The plasmodial phase is mobile and is multi-nucleate, formed by the fusion of single cells and typically amoeboid in its movements, through cytoplasmic streaming.

The sporangial or aethalial phase of this slime mould is spherical, elongate or globular, 50 to 80 mm, and is at first highly glutinous in appearance, resembling small slug eggs. Later a smooth white and silvery surface develops, which eventually splits to expose a brown spore mass beneath. An aethalium is a term relating to slime moulds, referring to the relatively big, plump, pillow-shaped fruiting body, formed by the aggregation of plasmodia into a single functional body. The term comes from the Greek for thick smoke or soot; so named from the smokelike spores.

===Spores===
The spores are brown, subglobose or ovoid, punctate (spotted), 5–7 μm in size and dispersed by wind and rain until only a few delicate threads of the sporangium remain, resembling soft foam padding.

====Insect associates====
A slime mould fly, Epicypta testata, is known to lay its eggs within the spore mass and puparia can be seen with their tips protruding.
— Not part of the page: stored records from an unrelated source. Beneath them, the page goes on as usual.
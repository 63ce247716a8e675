//! # SymbTr Common Library
//!
//! Shared code for the SymbTr consistency tools including:
//! - Error types
//! - Configuration loading and data folder resolution
//! - Canonical attribute records (makam, form, usul)
//! - Reference dictionary loading

pub mod attributes;
pub mod config;
pub mod error;
pub mod reference;

pub use attributes::{AttributeDictionary, AttributeKind, AttributeRecord, ReferenceData, UsulVariant};
pub use error::{Error, Result};
pub use reference::{InMemoryReference, JsonReferenceLoader, ReferenceSource};
//! Integration tests for the attribute metadata validator

mod helpers;

use helpers::{capture_logs, reference_data};
use symbtr_check::metadata::{AttributeObservation, Entity, NoMetadata, StaticProvider};
use symbtr_check::{AttributeValidator, DiagnosticCategory, MetadataRecord, ScoreContainer, Severity};
use symbtr_common::config::ValidationConfig;
use symbtr_common::Error;
use tracing::Level;

const SCORE: &str = "hicaz--sarki--aksak--gel_ey_peri--dede_efendi";

fn observation(mu2_name: &str, mb_attribute: &str, mb_tag: &str) -> AttributeObservation {
    AttributeObservation {
        mu2_name: Some(mu2_name.to_string()),
        mb_attribute: Some(mb_attribute.to_string()),
        mb_tag: Some(mb_tag.to_string()),
        ..Default::default()
    }
}

fn consistent_record() -> MetadataRecord {
    MetadataRecord {
        work: Some(Entity {
            mbid: Some("work-1".to_string()),
            ..Default::default()
        }),
        composer: Some(Entity {
            mbid: Some("composer-1".to_string()),
            ..Default::default()
        }),
        makam: Some(observation("Hicaz", "Hicaz", "makam:hicaz")),
        form: Some(observation("Şarkı", "Şarkı", "sarki")),
        usul: Some(AttributeObservation {
            mertebe: Some(8),
            num_pulses: Some(9),
            ..observation("Aksak", "Aksak", "aksak")
        }),
        ..Default::default()
    }
}

fn validator_with(record: MetadataRecord) -> AttributeValidator<StaticProvider> {
    AttributeValidator::new(reference_data(), StaticProvider::new().with_record("work-1", record))
}

#[test]
fn test_consistent_metadata_is_valid_and_enriched() {
    let validator = validator_with(consistent_record());
    let (data, report) = validator.get_metadata(SCORE, Some("work-1")).unwrap();

    assert!(report.is_valid(), "unexpected diagnostics: {:?}", report.diagnostics());
    assert!(report.diagnostics().is_empty());

    assert_eq!(data.symbtr, SCORE);
    assert_eq!(data.makam.symbtr_slug.as_deref(), Some("hicaz"));
    assert_eq!(data.makam.attribute_key.as_deref(), Some("Hicaz"));
    assert_eq!(data.form.attribute_key.as_deref(), Some("Sarki"));
    assert_eq!(data.usul.attribute_key.as_deref(), Some("Aksak"));
    assert_eq!(data.tonic.as_deref(), Some("A4"));

    match data.container.as_ref().unwrap() {
        ScoreContainer::Work(work) => assert_eq!(work.symbtr_slug.as_deref(), Some("gel_ey_peri")),
        other => panic!("expected a work, got {other:?}"),
    }
    assert_eq!(data.composer.unwrap().symbtr_slug.as_deref(), Some("dede_efendi"));
}

#[test]
fn test_without_metadata_slugs_are_still_attached() {
    let validator = AttributeValidator::new(reference_data(), NoMetadata);
    let (data, report) = validator.get_metadata(SCORE, None).unwrap();

    assert!(report.is_valid());
    assert!(data.container.is_none());
    assert!(data.composer.is_none());
    assert_eq!(data.form.symbtr_slug.as_deref(), Some("sarki"));
    assert_eq!(data.usul.symbtr_slug.as_deref(), Some("aksak"));
}

#[test]
fn test_recording_receives_title_slug() {
    let record = MetadataRecord {
        recording: Some(Entity::default()),
        ..Default::default()
    };
    let (data, _) = validator_with(record).get_metadata(SCORE, Some("work-1")).unwrap();

    match data.container.unwrap() {
        ScoreContainer::Recording(recording) => {
            assert_eq!(recording.symbtr_slug.as_deref(), Some("gel_ey_peri"))
        }
        other => panic!("expected a recording, got {other:?}"),
    }
}

#[test]
fn test_unknown_slug_is_invalid_but_enriched() {
    let validator = AttributeValidator::new(reference_data(), NoMetadata);
    let (data, report) = validator
        .get_metadata("xyz--sarki--aksak--title--composer", None)
        .unwrap();

    assert!(!report.is_valid());
    assert_eq!(data.makam.symbtr_slug.as_deref(), Some("xyz"));
    assert!(data.makam.attribute_key.is_none());
    assert!(data.tonic.is_none());

    let slug_warnings: Vec<_> = report
        .warnings()
        .filter(|d| d.category == DiagnosticCategory::Slug)
        .collect();
    assert_eq!(slug_warnings.len(), 1);
    assert_eq!(slug_warnings[0].field, "makam.symbtr_slug");
    assert_eq!(slug_warnings[0].observed.as_deref(), Some("xyz"));
}

#[test]
fn test_malformed_score_name_is_error() {
    let validator = AttributeValidator::new(reference_data(), NoMetadata);
    let err = validator.get_metadata("hicaz--sarki--aksak", None).unwrap_err();
    assert!(matches!(err, Error::MalformedIdentifier { parts: 3, .. }));
}

#[test]
fn test_extra_name_parts_are_ignored() {
    let validator = AttributeValidator::new(reference_data(), NoMetadata);
    let (data, report) = validator
        .get_metadata("hicaz--sarki--aksak--title--composer--extra", None)
        .unwrap();

    assert!(report.is_valid());
    assert_eq!(data.makam.symbtr_slug.as_deref(), Some("hicaz"));
    assert_eq!(data.usul.attribute_key.as_deref(), Some("Aksak"));
    assert_eq!(data.tonic.as_deref(), Some("A4"));
}

#[test]
fn test_usul_pulse_mismatch_invalidates_matching_variant() {
    let mut record = consistent_record();
    record.usul = Some(AttributeObservation {
        mertebe: Some(4),
        num_pulses: Some(9),
        ..observation("Aksak", "Aksak", "aksak")
    });

    let (_, report) = validator_with(record).get_metadata(SCORE, Some("work-1")).unwrap();
    assert!(!report.is_valid());

    let warnings: Vec<_> = report.warnings().collect();
    assert_eq!(warnings.len(), 1);
    assert_eq!(warnings[0].category, DiagnosticCategory::UsulVariant);
    assert_eq!(warnings[0].field, "usul.mertebe");
    assert_eq!(warnings[0].observed.as_deref(), Some("4"));
    assert_eq!(warnings[0].expected.as_deref(), Some("8"));
}

#[test]
fn test_usul_second_variant_matches() {
    let mut record = consistent_record();
    record.usul = Some(AttributeObservation {
        mertebe: Some(4),
        num_pulses: Some(9),
        ..observation("Ağır Aksak", "Aksak", "aksak")
    });

    let (_, report) = validator_with(record).get_metadata(SCORE, Some("work-1")).unwrap();
    assert!(report.is_valid());
}

#[test]
fn test_usul_without_matching_variant_is_invalid() {
    let mut record = consistent_record();
    record.usul = Some(observation("Sofyan", "Aksak", "aksak"));

    let (_, report) = validator_with(record).get_metadata(SCORE, Some("work-1")).unwrap();
    assert!(!report.is_valid());
    assert!(report
        .warnings()
        .any(|d| d.category == DiagnosticCategory::NamingConvention && d.field == "usul.mu2_name"));
}

#[test]
fn test_form_mu2_mismatch_only_affects_form() {
    let mut record = consistent_record();
    record.form = Some(observation("Sarki", "Şarkı", "sarki"));

    let (_, report) = validator_with(record).get_metadata(SCORE, Some("work-1")).unwrap();
    assert!(!report.is_valid());

    let warnings: Vec<_> = report.warnings().collect();
    assert_eq!(warnings.len(), 1);
    assert_eq!(warnings[0].field, "form.mu2_name");
    assert_eq!(warnings[0].expected.as_deref(), Some("Şarkı"));
}

#[test]
fn test_external_name_differs_vs_missing() {
    let mut record = consistent_record();
    record.makam = Some(observation("Hicaz", "Hicazkar", "hicaz"));
    record.form = Some(observation("Şarkı", "", "sarki"));

    let (_, report) = validator_with(record).get_metadata(SCORE, Some("work-1")).unwrap();
    assert!(!report.is_valid());

    let external: Vec<_> = report
        .warnings()
        .filter(|d| d.category == DiagnosticCategory::ExternalName)
        .collect();
    assert_eq!(external.len(), 2);
    assert!(external[0].message.contains("does not match"));
    assert_eq!(external[0].observed.as_deref(), Some("Hicazkar"));
    assert!(external[1].message.contains("does not exist"));
}

#[test]
fn test_unlisted_usul_skips_external_name_check() {
    let record = MetadataRecord {
        usul: Some(AttributeObservation {
            mb_attribute: Some("Anything".to_string()),
            ..Default::default()
        }),
        ..Default::default()
    };
    let validator = validator_with(record);

    let ((_, report), logs) =
        capture_logs(|| validator.get_metadata("hicaz--sarki--223--title--composer", Some("work-1")).unwrap());

    assert!(report.is_valid());
    assert_eq!(report.diagnostics().len(), 1);
    assert_eq!(report.diagnostics()[0].severity, Severity::Info);
    assert!(logs.contains("not stored in MusicBrainz"));
    assert_eq!(logs.count_level(Level::WARN), 0);
}

#[test]
fn test_unlisted_usul_list_comes_from_config() {
    let record = MetadataRecord {
        usul: Some(AttributeObservation {
            mb_attribute: Some("Anything".to_string()),
            ..Default::default()
        }),
        ..Default::default()
    };
    let config = ValidationConfig {
        unlisted_usul_slugs: Vec::new(),
        ..Default::default()
    };
    let validator = AttributeValidator::with_config(
        reference_data(),
        StaticProvider::new().with_record("work-1", record),
        &config,
    );

    let (_, report) = validator
        .get_metadata("hicaz--sarki--223--title--composer", Some("work-1"))
        .unwrap();
    assert!(!report.is_valid());
}

#[test]
fn test_external_tag_must_be_member() {
    let mut record = consistent_record();
    record.makam = Some(observation("Hicaz", "Hicaz", "makam:huzzam"));

    let (_, report) = validator_with(record).get_metadata(SCORE, Some("work-1")).unwrap();
    assert!(!report.is_valid());
    assert!(report
        .warnings()
        .any(|d| d.category == DiagnosticCategory::ExternalTag && d.observed.as_deref() == Some("makam:huzzam")));
}

#[test]
fn test_warnings_are_logged() {
    let validator = AttributeValidator::new(reference_data(), NoMetadata);
    let (_, logs) = capture_logs(|| {
        validator
            .get_metadata("xyz--sarki--aksak--title--composer", None)
            .unwrap()
    });

    assert_eq!(logs.count_level(Level::WARN), 1);
    assert!(logs.contains("The slug does not match"));
}

#[test]
fn test_key_signature_through_validator() {
    let validator = AttributeValidator::new(reference_data(), NoMetadata);

    assert!(validator
        .validate_key_signature(&["B4b2", "C5#4", "F5#3"], "Hicaz", SCORE)
        .is_valid());
    assert!(validator
        .validate_key_signature(&["B4b1", "F5#4"], "rast", SCORE)
        .is_valid());

    let (report, logs) =
        capture_logs(|| validator.validate_key_signature(&["B4b3", "C5#4", "F5#3"], "Hicaz", SCORE));
    assert!(!report.is_valid());
    assert!(logs.contains("Key signature is different!"));
    assert!(logs.contains("B4b3 C5#4 F5#3 -> B4b1 C5#4 F5#3"));
}

#[test]
fn test_key_signature_length_difference_is_invalid() {
    let validator = AttributeValidator::new(reference_data(), NoMetadata);
    let report = validator.validate_key_signature(&["B4b1", "C5#4", "F5#3", "G5b1"], "Hicaz", SCORE);
    assert!(!report.is_valid());
}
The adult fly lays its eggs within the plasmodial phase, feeding upon it. The larval phase then hatches as worm-like larvae that pupate and then hatch, carrying and dispersing some of the spores which have stuck to them.

==Edibility==
Though not generally considered edible, E. lycoperdon is not toxic. In Veracruz, Mexico, the very young aethalia are collected, fried, and eaten.

==Folklore==
E. lycoperdon is named "caca de luna" or "Moon's excrement" by the locals in the state of Veracruz in Mexico.